Rather than Jesus answering, “It’s not a matter of either
living water or liquid but both,” He turned the focus on her:
· John 4:16–18 …“Go, call your husband, and come here.” The woman answered him, “I have no husband.” Jesus said to her, “You are right in saying, ‘I have no husband’; for you have had five husbands, and the one you now have is not your husband. What you have said is true.”

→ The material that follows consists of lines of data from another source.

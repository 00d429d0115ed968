//! End-to-end tests for view aggregation.
//!
//! These drive [`BloomwatchService`] over a routed fake HTTP client so that
//! the real catalog, scene and inference clients parse realistic payloads:
//! - Healthy views combine all three sources
//! - A slow or failing source degrades only its own component
//! - Complete views are cached, degraded ones are not
//! - Invalid queries never reach an upstream
//! - Concurrent identical queries share one fan-out

use bloomwatch::aggregate::{FailureKind, LayerStack, ViewComponent};
use bloomwatch::config::ConfigFile;
use bloomwatch::geo::{parse_date, BBox, DateRange, RawQuery};
use bloomwatch::service::{BloomwatchService, ServiceError};
use bloomwatch::upstream::{AsyncHttpClient, HttpError};
use futures::future::join_all;
use serde_json::json;
use std::sync::atomic::{AtomicUsize, Ordering};
use std::sync::{Arc, Mutex};
use std::time::{Duration, Instant};

// =============================================================================
// Test Helpers
// =============================================================================

const LAYER_URL: &str = "https://wms.test/capabilities";
const SCENE_URL: &str = "https://stac.test/search";
const INFERENCE_URL: &str = "https://infer.test/classify";
const LAYER_ID: &str = "MODIS_Terra_NDVI_8Day";

const CAPABILITIES: &str = r#"<?xml version="1.0" encoding="UTF-8"?>
<WMS_Capabilities xmlns="http://www.opengis.net/wms" xmlns:xlink="http://www.w3.org/1999/xlink" version="1.3.0">
  <Service>
    <Name>WMS</Name>
    <Title>Test imagery</Title>
  </Service>
  <Capability>
    <Request>
      <GetMap>
        <Format>image/png</Format>
        <DCPType><HTTP><Get><OnlineResource xlink:type="simple" xlink:href="https://wms.test/wms?"/></Get></HTTP></DCPType>
      </GetMap>
    </Request>
    <Layer>
      <Title>Root</Title>
      <CRS>EPSG:3857</CRS>
      <Layer>
        <Name>MODIS_Terra_NDVI_8Day</Name>
        <Title>Vegetation Index (NDVI, 8-Day)</Title>
        <Dimension name="time" units="ISO8601" default="2024-05-16">2000-02-18/2024-05-16/P8D</Dimension>
      </Layer>
    </Layer>
  </Capability>
</WMS_Capabilities>"#;

/// Shared state behind [`RoutedHttp`].
#[derive(Default)]
struct Routes {
    scene_items: Mutex<Vec<(&'static str, &'static str, f64)>>,
    scene_delay: Mutex<Duration>,
    scenes_fail: Mutex<bool>,
    layer_requests: AtomicUsize,
    scene_requests: AtomicUsize,
    inference_requests: AtomicUsize,
}

/// Fake HTTP client routing by host to canned upstream responses.
#[derive(Clone, Default)]
struct RoutedHttp {
    routes: Arc<Routes>,
}

impl RoutedHttp {
    fn with_scenes(items: &[(&'static str, &'static str, f64)]) -> Self {
        let http = Self::default();
        *http.routes.scene_items.lock().unwrap() = items.to_vec();
        http
    }

    fn delay_scenes(&self, delay: Duration) {
        *self.routes.scene_delay.lock().unwrap() = delay;
    }

    fn fail_scenes(&self, fail: bool) {
        *self.routes.scenes_fail.lock().unwrap() = fail;
    }

    fn upstream_requests(&self) -> usize {
        self.routes.layer_requests.load(Ordering::SeqCst)
            + self.routes.scene_requests.load(Ordering::SeqCst)
            + self.routes.inference_requests.load(Ordering::SeqCst)
    }

    fn scene_requests(&self) -> usize {
        self.routes.scene_requests.load(Ordering::SeqCst)
    }

    fn scene_page(&self) -> Vec<u8> {
        let features: Vec<_> = self
            .routes
            .scene_items
            .lock()
            .unwrap()
            .iter()
            .map(|(id, datetime, cloud)| {
                json!({
                    "type": "Feature",
                    "id": id,
                    "collection": "HLSL30_2.0",
                    "bbox": [10.0, 20.0, 11.0, 21.0],
                    "properties": { "datetime": datetime, "eo:cloud_cover": cloud },
                    "assets": { "B04": { "href": format!("https://data.test/{}.B04.tif", id) } },
                    "links": []
                })
            })
            .collect();
        json!({ "type": "FeatureCollection", "features": features, "links": [] })
            .to_string()
            .into_bytes()
    }

    fn not_found(url: &str) -> HttpError {
        HttpError::Status {
            status: 404,
            url: url.to_string(),
        }
    }

    async fn search(&self, url: &str) -> Result<Vec<u8>, HttpError> {
        if !url.starts_with(SCENE_URL) {
            return Err(Self::not_found(url));
        }
        self.routes.scene_requests.fetch_add(1, Ordering::SeqCst);
        let delay = *self.routes.scene_delay.lock().unwrap();
        if !delay.is_zero() {
            tokio::time::sleep(delay).await;
        }
        if *self.routes.scenes_fail.lock().unwrap() {
            return Err(HttpError::Status {
                status: 503,
                url: url.to_string(),
            });
        }
        Ok(self.scene_page())
    }
}

impl AsyncHttpClient for RoutedHttp {
    async fn get(&self, url: &str) -> Result<Vec<u8>, HttpError> {
        self.get_with_headers(url, &[]).await
    }

    async fn get_with_headers(
        &self,
        url: &str,
        _headers: &[(&str, &str)],
    ) -> Result<Vec<u8>, HttpError> {
        if url.starts_with(LAYER_URL) {
            self.routes.layer_requests.fetch_add(1, Ordering::SeqCst);
            return Ok(CAPABILITIES.as_bytes().to_vec());
        }
        // Paginated scene searches may follow GET links
        self.search(url).await
    }

    async fn post_json(&self, url: &str, _json_body: &str) -> Result<Vec<u8>, HttpError> {
        self.search(url).await
    }

    async fn post_bytes(
        &self,
        url: &str,
        _content_type: &str,
        _body: &[u8],
        _headers: &[(&str, &str)],
    ) -> Result<Vec<u8>, HttpError> {
        if !url.starts_with(INFERENCE_URL) {
            return Err(Self::not_found(url));
        }
        self.routes.inference_requests.fetch_add(1, Ordering::SeqCst);
        Ok(br#"{"label": "corn", "confidence": 0.91, "model_version": "crops-v2"}"#.to_vec())
    }
}

fn config() -> ConfigFile {
    let mut config = ConfigFile::default();
    config.upstream.layer_catalog_url = LAYER_URL.into();
    config.upstream.satellite_catalog_url = SCENE_URL.into();
    config.retry.max_retries = 0;
    config.retry.jitter = false;
    config.aggregation.timeout = 1;
    config
}

fn service(http: &RoutedHttp) -> BloomwatchService<RoutedHttp> {
    BloomwatchService::with_http_client(config(), http.clone())
}

fn query() -> RawQuery {
    RawQuery::new("10,20,11,21", LAYER_ID).with_range("2024-04-01", "2024-05-01")
}

const THREE_SCENES: [(&str, &str, f64); 3] = [
    ("older", "2024-04-03T10:00:00Z", 5.0),
    ("hazy", "2024-04-20T10:00:00Z", 40.0),
    ("cloudy", "2024-04-28T10:00:00Z", 90.0),
];

const PNG: &[u8] = b"\x89PNG\r\n\x1a\n\0\0\0\rIHDR";

// =============================================================================
// Healthy views
// =============================================================================

#[tokio::test]
async fn test_healthy_view_combines_sources() {
    let http = RoutedHttp::with_scenes(&THREE_SCENES);
    let mut config = config();
    config.upstream.inference_endpoint_url = Some(INFERENCE_URL.into());
    let service = BloomwatchService::with_http_client(config, http.clone());

    let view = service
        .build_view(&query().with_image(PNG.to_vec()))
        .await
        .unwrap();

    assert!(view.is_complete(), "failures: {:?}", view.failure_notes);
    assert_eq!(view.layer.as_ref().unwrap().layer_id, LAYER_ID);
    let ids: Vec<_> = view.scenes.iter().map(|s| s.scene_id.as_str()).collect();
    assert_eq!(ids, vec!["hazy", "older"]);
    let classification = view.classification.as_ref().unwrap();
    assert_eq!(classification.label, "corn");
    assert_eq!(classification.model_version, "crops-v2");

    let stack = LayerStack::from_view(&view);
    assert!(stack.tiles.is_some());
    assert_eq!(stack.overlays.len(), 2);
    assert_eq!(stack.overlays[0].scene_id, "hazy");
    assert!(stack.notices.is_empty());
}

#[tokio::test]
async fn test_cloud_threshold_filters_scenes() {
    let http = RoutedHttp::with_scenes(&THREE_SCENES);
    let service = service(&http);

    let bbox = BBox::new(10.0, 20.0, 11.0, 21.0).unwrap();
    let range = DateRange::new(
        parse_date("2024-04-01").unwrap(),
        parse_date("2024-05-01").unwrap(),
    )
    .unwrap();

    let scenes = service
        .search_scenes(&bbox, &range, Some(50.0), None)
        .await
        .unwrap();

    assert_eq!(scenes.len(), 2);
    assert!(scenes.iter().all(|s| s.cloud_cover_pct.unwrap() <= 50.0));
    assert!(scenes[0].acquisition_date > scenes[1].acquisition_date);
}

// =============================================================================
// Partial failures
// =============================================================================

#[tokio::test]
async fn test_slow_scene_catalog_hits_deadline() {
    let http = RoutedHttp::with_scenes(&THREE_SCENES);
    http.delay_scenes(Duration::from_secs(10));
    let service = service(&http);

    let started = Instant::now();
    let view = service.build_view(&query()).await.unwrap();

    assert!(started.elapsed() < Duration::from_secs(3));
    assert!(view.layer.is_some());
    assert!(view.scenes.is_empty());
    assert_eq!(
        view.failure_notes[&ViewComponent::Scenes].kind,
        FailureKind::DeadlineExceeded
    );
    assert_eq!(
        view.partial_failures.iter().copied().collect::<Vec<_>>(),
        vec![ViewComponent::Scenes]
    );
}

#[tokio::test]
async fn test_scene_failure_leaves_classification_intact() {
    let http = RoutedHttp::with_scenes(&THREE_SCENES);
    http.delay_scenes(Duration::from_secs(10));
    let mut config = config();
    config.upstream.inference_endpoint_url = Some(INFERENCE_URL.into());
    let service = BloomwatchService::with_http_client(config, http.clone());

    let started = Instant::now();
    let view = service
        .build_view(&query().with_image(PNG.to_vec()))
        .await
        .unwrap();

    assert!(started.elapsed() < Duration::from_secs(3));
    assert!(view.layer.is_some());
    assert!(view.scenes.is_empty());
    let classification = view.classification.as_ref().unwrap();
    assert_eq!(classification.label, "corn");
    assert_eq!(
        view.partial_failures.iter().copied().collect::<Vec<_>>(),
        vec![ViewComponent::Scenes]
    );
}

#[tokio::test]
async fn test_rejected_scene_search_leaves_classification_intact() {
    let http = RoutedHttp::with_scenes(&THREE_SCENES);
    http.fail_scenes(true);
    let mut config = config();
    config.upstream.inference_endpoint_url = Some(INFERENCE_URL.into());
    let service = BloomwatchService::with_http_client(config, http.clone());

    let view = service
        .build_view(&query().with_image(PNG.to_vec()))
        .await
        .unwrap();

    assert!(view.layer.is_some());
    assert!(view.classification.is_some());
    assert_eq!(
        view.partial_failures.iter().copied().collect::<Vec<_>>(),
        vec![ViewComponent::Scenes]
    );
}

#[tokio::test]
async fn test_degraded_view_not_cached() {
    let http = RoutedHttp::with_scenes(&THREE_SCENES);
    http.fail_scenes(true);
    let service = service(&http);

    let first = service.build_view(&query()).await.unwrap();
    assert!(first.failed(ViewComponent::Scenes));
    assert_eq!(http.scene_requests(), 1);

    http.fail_scenes(false);
    let second = service.build_view(&query()).await.unwrap();

    assert_eq!(http.scene_requests(), 2);
    assert!(second.is_complete());
}

#[tokio::test]
async fn test_image_without_inference_endpoint() {
    let http = RoutedHttp::with_scenes(&THREE_SCENES);
    let service = service(&http);

    let view = service
        .build_view(&query().with_image(PNG.to_vec()))
        .await
        .unwrap();

    assert!(view.layer.is_some());
    assert_eq!(view.scenes.len(), 2);
    assert_eq!(
        view.failure_notes[&ViewComponent::Classification].kind,
        FailureKind::Disabled
    );
}

// =============================================================================
// Caching and coalescing
// =============================================================================

#[tokio::test]
async fn test_repeated_query_served_from_cache() {
    let http = RoutedHttp::with_scenes(&THREE_SCENES);
    let service = service(&http);

    let first = service.build_view(&query()).await.unwrap();
    let requests = http.upstream_requests();
    let second = service.build_view(&query()).await.unwrap();

    assert_eq!(http.upstream_requests(), requests);
    assert!(Arc::ptr_eq(&first, &second));
}

#[tokio::test]
async fn test_invalidate_forces_rebuild() {
    let http = RoutedHttp::with_scenes(&THREE_SCENES);
    let service = service(&http);

    service.build_view(&query()).await.unwrap();
    assert!(service.invalidate(&query()).unwrap());
    service.build_view(&query()).await.unwrap();

    assert_eq!(http.scene_requests(), 2);
}

#[tokio::test]
async fn test_concurrent_queries_share_one_fan_out() {
    let http = RoutedHttp::with_scenes(&THREE_SCENES);
    http.delay_scenes(Duration::from_millis(200));
    let service = service(&http);
    let query = query();

    let views = join_all((0..8).map(|_| service.build_view(&query))).await;

    assert_eq!(http.scene_requests(), 1);
    let first = views[0].as_ref().unwrap();
    for view in &views {
        let view = view.as_ref().unwrap();
        assert_eq!(view.scenes.len(), first.scenes.len());
        assert_eq!(view.built_at, first.built_at);
    }
}

// =============================================================================
// Validation
// =============================================================================

#[tokio::test]
async fn test_inverted_bbox_rejected_before_upstream() {
    let http = RoutedHttp::with_scenes(&THREE_SCENES);
    let service = service(&http);

    let err = service
        .build_view(&RawQuery::new("10,10,5,5", LAYER_ID).with_date("2024-05-01"))
        .await
        .unwrap_err();

    match err {
        ServiceError::InvalidQuery(e) => assert_eq!(e.field, "bbox"),
        other => panic!("expected InvalidQuery, got {other:?}"),
    }
    assert_eq!(http.upstream_requests(), 0);
}

#[tokio::test]
async fn test_out_of_range_zoom_clamped() {
    let http = RoutedHttp::with_scenes(&THREE_SCENES);
    let service = service(&http);

    let view = service.build_view(&query().with_zoom("99")).await.unwrap();

    assert_eq!(view.query.zoom, 18);
}

#[tokio::test]
async fn test_unknown_layer_degrades_view() {
    let http = RoutedHttp::with_scenes(&THREE_SCENES);
    let service = service(&http);

    let view = service
        .build_view(&RawQuery::new("10,20,11,21", "Not_A_Layer").with_date("2024-05-01"))
        .await
        .unwrap();

    assert!(view.layer.is_none());
    assert_eq!(
        view.failure_notes[&ViewComponent::Layer].kind,
        FailureKind::NotFound
    );
}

Initially, she must have felt embarrassed and exposed before
Jesus and tried to change the subject:
·
John 4:20 “Our fathers worshiped on this
mountain, but you say that in Jerusalem is the place where people ought to
worship.”
Jesus then corrected her misguided understanding of the Biblical
faith: John 4:24–25 God is spirit, and those who worship him must
worship in spirit and truth,” and not necessarily in certain location. The
woman said to him, “I know that Messiah is coming (he who is called Christ).
When he comes, he will tell us all things.”
Jesus was now ready to make His most profound and stirring
disclosure: John 4:26 “I who speak to you am he,” and with these words,
this degraded thirsty woman was transformed into perhaps the greatest
evangelist to the Samaritan people.
Why her? When we realize that we are nothing, we are enabled
to see that the promised Messiah is everything, the understanding that
is slowly made evident to all of His servants:
·
Galatians 6:3 For if anyone thinks he is
something, when he is nothing, he deceives himself.
What a blessing to know that, without the Messiah, we too
are like this degraded Samaritan woman who had gone through five husbands!
However, in the Messiah, we are co-heirs with Jesus:
· Colossians 2:8–10 See to it that no one
takes you captive by philosophy and empty deceit, according to human tradition,
according to the elemental spirits of the world, and not according to Christ.
For in him the whole fullness of deity dwells bodily, and you have been filled
in him, who is the head of all rule and authority.
Again, why her?
·
Luke 18:14 …For everyone who exalts
himself will be humbled, but the one who humbles himself will be exalted.”
Any who exalt themselves have fallen to self (or Satanic)-deception.
However, this debased woman had little choice but to admit that she was a
sinner, whose only qualification was that she had met Jesus.